New OMR Benchmark Paradigm
A proper evaluation of broker performance is only possible if the broker is measured against an objective benchmark. For example, a mutual fund’s performance versus the S&P 500 is a better indicator of the “value add” of the fund manager than the nominal returns of the fund.
Like investment managers, broker performance also should be compared against an objective benchmark. This approach normalizes for the unique path the stock takes in each rotation and makes it possible to compare brokers on an apples-to-apples basis.
The benchmark, for each broker rotation, is the average price per share that would have been achieved if a broker always buys at the 10b-18 VWAP price and spent the correct amount each day. Calculating the benchmark is computationally intensive because it requires applying the grid rules on tick-level data.

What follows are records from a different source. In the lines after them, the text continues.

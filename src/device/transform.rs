//! Output frame transform
//!
//! Each sensing point owns four consecutive sensor channels. The first two
//! are rotated by [`ROTATION`] into the published x/y plane, the last two sum
//! to z.

use std::f64::consts::FRAC_PI_4;

use super::report::{DecodedSample, SENSOR_CHANNELS};

/// Number of sensing points on the device
pub const SENSING_POINTS: usize = 5;

/// Length of one published vector, an `(x, y, z)` triple per sensing point
pub const OUTPUT_LEN: usize = SENSING_POINTS * 3;

/// Rotation applied to each sensing point's planar pair
pub const ROTATION: f64 = FRAC_PI_4;

pub type OutputVector = [f64; OUTPUT_LEN];

const CHANNELS_PER_POINT: usize = SENSOR_CHANNELS / SENSING_POINTS;

/// Fixed linear transform from device channels to the published frame.
///
/// The sine and cosine are evaluated once here so the poll loop only does
/// multiply-adds. A reader keeps one instance for its whole lifetime, so the
/// angle cannot drift between samples.
#[derive(Clone, Copy, Debug, PartialEq)]
pub struct HandTransform {
    sin: f64,
    cos: f64,
}

impl Default for HandTransform {
    fn default() -> Self {
        Self::with_angle(ROTATION)
    }
}

impl HandTransform {
    fn with_angle(angle: f64) -> Self {
        let (sin, cos) = angle.sin_cos();
        Self { sin, cos }
    }

    /// Writes the transformed sample into `out`
    pub fn apply_into(&self, sample: &DecodedSample, out: &mut OutputVector) {
        let channels = sample.sensor_channels();
        for (point, chunk) in channels.chunks_exact(CHANNELS_PER_POINT).enumerate() {
            let (a, b) = (chunk[0], chunk[1]);
            out[point * 3] = a * self.cos - b * self.sin;
            out[point * 3 + 1] = a * self.sin + b * self.cos;
            out[point * 3 + 2] = chunk[2] + chunk[3];
        }
    }

    pub fn apply(&self, sample: &DecodedSample) -> OutputVector {
        let mut out = [f64::NAN; OUTPUT_LEN];
        self.apply_into(sample, &mut out);
        out
    }
}

#[cfg(test)]
mod tests {
    use super::*;
    use crate::device::report::CHANNEL_COUNT;
    use proptest::prelude::*;

    fn sample_from(channels: [f64; CHANNEL_COUNT]) -> DecodedSample {
        DecodedSample {
            device_time: 0.0,
            channels,
        }
    }

    #[test]
    fn saturated_channels_map_to_known_triple() {
        let out = HandTransform::default().apply(&sample_from([1.0; CHANNEL_COUNT]));

        for point in 0..SENSING_POINTS {
            assert!(out[point * 3].abs() < 1e-12, "x = {}", out[point * 3]);
            assert!((out[point * 3 + 1] - std::f64::consts::SQRT_2).abs() < 1e-12);
            assert_eq!(out[point * 3 + 2], 2.0);
        }
    }

    #[test]
    fn status_channel_is_not_consumed() {
        let mut channels = [0.0; CHANNEL_COUNT];
        channels[0] = 1.0;
        let out = HandTransform::default().apply(&sample_from(channels));
        assert!(out.iter().all(|v| *v == 0.0));
    }

    #[test]
    fn every_output_slot_is_written() {
        let out = HandTransform::default().apply(&sample_from([0.25; CHANNEL_COUNT]));
        assert!(out.iter().all(|v| v.is_finite()));
    }

    #[test]
    fn points_use_consecutive_channel_groups() {
        let mut channels = [0.0; CHANNEL_COUNT];
        // point 2 reads channels 9..=12
        channels[11] = 0.5;
        channels[12] = 0.25;
        let out = HandTransform::default().apply(&sample_from(channels));
        assert_eq!(out[8], 0.75);
        assert_eq!(out[2], 0.0);
        assert_eq!(out[14], 0.0);
    }

    proptest! {
        #![proptest_config(proptest::test_runner::Config::with_cases(256))]

        #[test]
        fn prop_rotation_preserves_magnitude(channels in proptest::array::uniform21(0.0f64..=1.0)) {
            let sample = sample_from(channels);
            let out = HandTransform::default().apply(&sample);
            let c = sample.sensor_channels();
            for point in 0..SENSING_POINTS {
                let (x, y) = (out[point * 3], out[point * 3 + 1]);
                let (c0, c1) = (c[point * 4], c[point * 4 + 1]);
                let diff = (x * x + y * y) - (c0 * c0 + c1 * c1);
                prop_assert!(diff.abs() < 1e-12, "magnitude drift {}", diff);
            }
        }

        #[test]
        fn prop_z_is_exact_channel_sum(channels in proptest::array::uniform21(0.0f64..=1.0)) {
            let sample = sample_from(channels);
            let out = HandTransform::default().apply(&sample);
            let c = sample.sensor_channels();
            for point in 0..SENSING_POINTS {
                prop_assert_eq!(out[point * 3 + 2], c[point * 4 + 2] + c[point * 4 + 3]);
            }
        }
    }
}
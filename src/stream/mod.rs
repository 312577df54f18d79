//! Named, typed sample streams
//!
//! A [`StreamRegistry`] is the discovery layer: the producer side creates one
//! [`StreamOutlet`] per `(name, type)` key, consumers resolve any number of
//! [`StreamInlet`]s by the same key. Every inlet gets its own bounded, ordered
//! queue, so a slow consumer never blocks the producer or another consumer;
//! once its queue is full it loses new samples until it pulls again.
//!
//! ```text
//! DeviceReader ──push──► StreamOutlet ──┬──► StreamInlet (bridge)
//!                                       └──► StreamInlet (recorder, ...)
//! ```
//!
//! Samples travel as whole [`TimestampedSample`] values, a consumer sees
//! either the complete vector with its timestamp or nothing at all.

pub mod channel;

pub use channel::{
    ChannelError, StreamInfo, StreamInlet, StreamOutlet, StreamRegistry, TimestampedSample,
};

Many stocks have 10,000+ individual trades each day.
Matthews South’s software automates the benchmark calculation for any OMR program:
- Accesses consolidated tick-level quote and trade data from the exchanges
- Applies 10b-18 rules to identify all trades that were 10b-18 compliant
- Applies OMR grid rules to each trade to determine the average price for all trades in each row and aggregate prorated spend for each row
Several clients have shared historical grids and execution data with us. In many instances, the objective rankings based on benchmarking were completely different than the client’s perception of which broker was best.
Conclusion
Evaluating brokers against an objective benchmark, calculated for their rotation, is a better way to measure performance. This methodology will allow issuers to fairly rank the brokers in their program and improve their program’s execution by choosing brokers that perform better.